Among the system’s many tasks are assisting the Maintenance Dept. to set up the molders, ensuring that molds are square, that they do not shift, and that they remain aligned when they come out of the molding chamber. TKA-Waupaca often measures a mold’s parallelism and perpendicularity as it comes out of the machine, right before the molten iron is poured in to it. “Sometimes we even have to measure inside the machines for the pattern positioning and orientation relative to the machine’s ram and swing arm,” Buck says.

The 9-ft Romer Model 3000i arm is in constant use. “To get the best measurements in and around the molding machines, we clamp the arm as close as possible to the machine’s swing arm and its actuating cylinders — sometimes right to the bed plate of the machine,” he notes.

The old, Bendix Portage manual inspection machines, are used much less now. “The portability makes it possible to check virtually anything, both in the layout shop and out in the plant,” Buck continued. In other words, measurement and dimensional verification has moved almost completely to the production floor. Instead of the slow and somewhat artificial conditions in the CMM room, measurement is flexible, intuitive, and responsive.

The portable CMM is durable, too. “The arm is often used within 10 or 15 feet of the ladle full of molten iron, which is over 2,600°F,” he notes. “When measurements are carried out during production, we sometimes get even closer.

“We keep measuring even with the hot iron going by. It’s a good thing that Romer made the arm out of a carbon-fiber composite. We know it will be dimensionally stable no matter how close we get to those ladles,” Buck points out “The system is impervious to foundry dust, too, and it’s unaffected by the slight vibration from the molding machines.”

The choice of the Romer/CimCore-Delcam measurement package was based on its functionality outside of the layout room. “We needed to be able to check the automatic molders while they are making molds, to be able to take the Layout Dept. to the areas that need things checked during production,” Buck says.

The Romer/CimCore arm and PowerInspect are used in the pattern shop, too, to check cores, core boxes, and patterns. This is much faster than the earlier practice of bringing them into the layout department, where the conventional CMM sits. One reason for the speed is that core boxes and patterns are heavy, awkward, and sandy, or dusty. Engineering changes are measured with and without CAD.

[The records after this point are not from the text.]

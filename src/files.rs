//! File discovery and language dispatch.
//!
//! Walks a repository tree, filters out skip directories (matched by name
//! at any depth) and oversized files, classifies the rest by extension,
//! and groups them by language. Groups are emitted in the fixed
//! [`Language::ALL`] order with files sorted by relative path, so the
//! chunk stream downstream is deterministic — which is what makes
//! checkpoints meaningful.
//!
//! Parsing is per file: [`FileProcessor::parse_file`] reads the bytes,
//! dispatches to the registry, then finalizes each chunk with provenance
//! (`repo_component`, service metadata), business-domain classification,
//! complexity score and the content hash.

use std::path::{Path, PathBuf};

use anyhow::Result;
use globset::{Glob, GlobSet, GlobSetBuilder};
use walkdir::WalkDir;

use crate::chunk::{classify_domain, complexity_score, infer_repo_component, Chunk};
use crate::config::{IngestConfig, Language};
use crate::error::{ErrorRecord, IngestError};
use crate::parsers::ParserRegistry;
use crate::repos::RepoSpec;

/// A discovered file, classified and within the size budget.
#[derive(Debug, Clone)]
pub struct SourceFile {
    pub relative_path: String,
    pub absolute_path: PathBuf,
    pub language: Language,
    pub size: u64,
}

/// All files of one language within a repository, sorted by path.
#[derive(Debug, Clone)]
pub struct LanguageGroup {
    pub language: Language,
    pub files: Vec<SourceFile>,
}

/// Outcome of a repository walk.
#[derive(Debug)]
pub struct ScanReport {
    /// Non-empty groups in [`Language::ALL`] order.
    pub groups: Vec<LanguageGroup>,
    /// Files skipped with a recorded reason (oversize, unreadable).
    pub skipped: Vec<ErrorRecord>,
}

pub struct FileProcessor {
    config: IngestConfig,
    registry: ParserRegistry,
    exclude: Option<GlobSet>,
}

impl FileProcessor {
    pub fn new(config: IngestConfig, registry: ParserRegistry) -> Result<Self> {
        let exclude = if config.exclude_globs.is_empty() {
            None
        } else {
            let mut builder = GlobSetBuilder::new();
            for pattern in &config.exclude_globs {
                builder.add(Glob::new(pattern)?);
            }
            Some(builder.build()?)
        };
        Ok(Self {
            config,
            registry,
            exclude,
        })
    }

    /// Walk a repository root and classify every eligible file.
    pub fn scan(&self, repo_root: &Path) -> Result<ScanReport> {
        let mut by_language: std::collections::BTreeMap<Language, Vec<SourceFile>> =
            std::collections::BTreeMap::new();
        let mut skipped = Vec::new();

        let skip_dirs = &self.config.skip_dirs;
        let walker = WalkDir::new(repo_root).into_iter().filter_entry(|entry| {
            // Prune skip directories by name, at any depth. The root is
            // exempt so a repository checkout named e.g. `build` still
            // gets walked.
            if entry.depth() > 0 && entry.file_type().is_dir() {
                let name = entry.file_name().to_string_lossy();
                return !skip_dirs.iter().any(|d| d.as_str() == name);
            }
            true
        });

        for entry in walker {
            let entry = match entry {
                Ok(entry) => entry,
                Err(err) => {
                    skipped.push(ErrorRecord::new(
                        err.path()
                            .map(|p| p.display().to_string())
                            .unwrap_or_default(),
                        format!("walk error: {err}"),
                    ));
                    continue;
                }
            };
            if !entry.file_type().is_file() {
                continue;
            }
            let path = entry.path();
            let relative = path
                .strip_prefix(repo_root)
                .unwrap_or(path)
                .to_string_lossy()
                .replace('\\', "/");

            if let Some(exclude) = &self.exclude {
                if exclude.is_match(&relative) {
                    continue;
                }
            }

            let Some(language) = classify_language(&relative) else {
                continue;
            };

            let size = match entry.metadata() {
                Ok(meta) => meta.len(),
                Err(err) => {
                    skipped.push(ErrorRecord::new(relative, format!("stat failed: {err}")));
                    continue;
                }
            };
            if size > self.config.max_file_size {
                tracing::warn!(file = %relative, size, limit = self.config.max_file_size, "skipping oversized file");
                skipped.push(ErrorRecord::from(&IngestError::FileTooLarge {
                    path: relative,
                    size,
                    limit: self.config.max_file_size,
                }));
                continue;
            }

            by_language.entry(language).or_default().push(SourceFile {
                relative_path: relative,
                absolute_path: path.to_path_buf(),
                language,
                size,
            });
        }

        let mut groups = Vec::new();
        for language in Language::ALL {
            if let Some(mut files) = by_language.remove(&language) {
                files.sort_by(|a, b| a.relative_path.cmp(&b.relative_path));
                groups.push(LanguageGroup { language, files });
            }
        }

        Ok(ScanReport { groups, skipped })
    }

    /// Read, parse, and finalize one file into its chunks.
    ///
    /// Parser failures and read errors are surfaced as classified errors;
    /// the caller records them and moves on — a single bad file never
    /// stops the repository.
    pub fn parse_file(&self, repo: &RepoSpec, file: &SourceFile) -> Result<Vec<Chunk>, IngestError> {
        let bytes =
            std::fs::read(&file.absolute_path).map_err(|source| IngestError::FileRead {
                path: file.relative_path.clone(),
                source,
            })?;

        let parser = self
            .registry
            .get(file.language)
            .ok_or_else(|| IngestError::Parse {
                path: file.relative_path.clone(),
                message: format!("no parser registered for {}", file.language),
            })?;

        let outcome = parser.parse(&file.relative_path, &bytes, &repo.id);
        if !outcome.success {
            return Err(IngestError::Parse {
                path: file.relative_path.clone(),
                message: outcome
                    .error
                    .unwrap_or_else(|| "unknown parser error".to_string()),
            });
        }

        let mut chunks = outcome.chunks;
        for chunk in &mut chunks {
            self.finalize_chunk(repo, chunk);
        }
        Ok(chunks)
    }

    /// Stamp provenance and classification onto a parsed chunk and seal
    /// its identity hash.
    fn finalize_chunk(&self, repo: &RepoSpec, chunk: &mut Chunk) {
        chunk.repo_component = infer_repo_component(&chunk.file_path);
        chunk.business_domain = classify_domain(
            &self.config.domain_patterns,
            &chunk.file_path,
            &chunk.content,
        );
        chunk.complexity_score = complexity_score(&chunk.content);

        chunk.metadata.insert(
            "service_type".into(),
            serde_json::Value::String(repo.repo_type.as_str().to_string()),
        );
        if !repo.service_dependencies.is_empty() {
            chunk.metadata.insert(
                "depends_on_services".into(),
                serde_json::Value::Array(
                    repo.service_dependencies
                        .iter()
                        .map(|s| serde_json::Value::String(s.clone()))
                        .collect(),
                ),
            );
        }
        if repo.has_helm {
            if let Some(helm_path) = &repo.helm_path {
                chunk.metadata.insert(
                    "helm_chart_name".into(),
                    serde_json::Value::String(helm_path.clone()),
                );
            }
        }
        chunk.metadata.insert(
            "line_count".into(),
            serde_json::Value::Number(chunk.line_count().into()),
        );
        chunk.seal();
    }
}

/// Extension classification, with workflow files carved out of YAML.
fn classify_language(relative_path: &str) -> Option<Language> {
    let ext = relative_path.rsplit('.').next().unwrap_or("");
    let language = Language::from_extension(ext)?;
    if language == Language::Yaml && is_workflow_path(relative_path) {
        return Some(Language::Cicd);
    }
    Some(language)
}

fn is_workflow_path(relative_path: &str) -> bool {
    relative_path.contains(".github/workflows/")
        || relative_path.contains(".circleci/")
        || relative_path.ends_with(".gitlab-ci.yml")
}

The Romer PowerInspect system was “an easy choice” for other reasons, too. Buck cites: The ability to change probes on the fly without recalibrating the arm; better measuring tolerances; and the arm’s lightweight, counter-balanced design. “In this day and age of ergonomic considerations, it’s very easy to operate, even during lengthy and complex series of measurements.”

Background details
TKA-Waupaca Foundry Co. operates six plants, four in Wisconsin, one in Indiana, and one in Tennessee. The 178,000-ft2 Waupaca, WI, plant has a capability to produce 125,000 tons/year of finished castings, weighing 3.5 to 125 lbs. Its melting equipment includes an 84-in. diam. cupola; two 40-ton vertical-channel holding furnaces; and six automatic bottom-pour, stopper-rod ladles. Its six automated molding machines are horizontal flaskless units, sized as follows:

  • Two 28 3 34 in. (or 710 3 865 mm.)
  • Three 22 3 34 in. (or 560 3 865 mm.)
  • One 20 3 26 in. (or 505 3 650 mm.)

TKA-Waupaca also has six automatic coresetters for weights from 2 oz. to 50 lbs.

TKA-Waupaca runs Delcam PowerInspect on the WindowsNT operating system with Service Pack 5. The hardware is a Dell Latitude CP laptop computer with an Intel Corp. Pentium III CPU.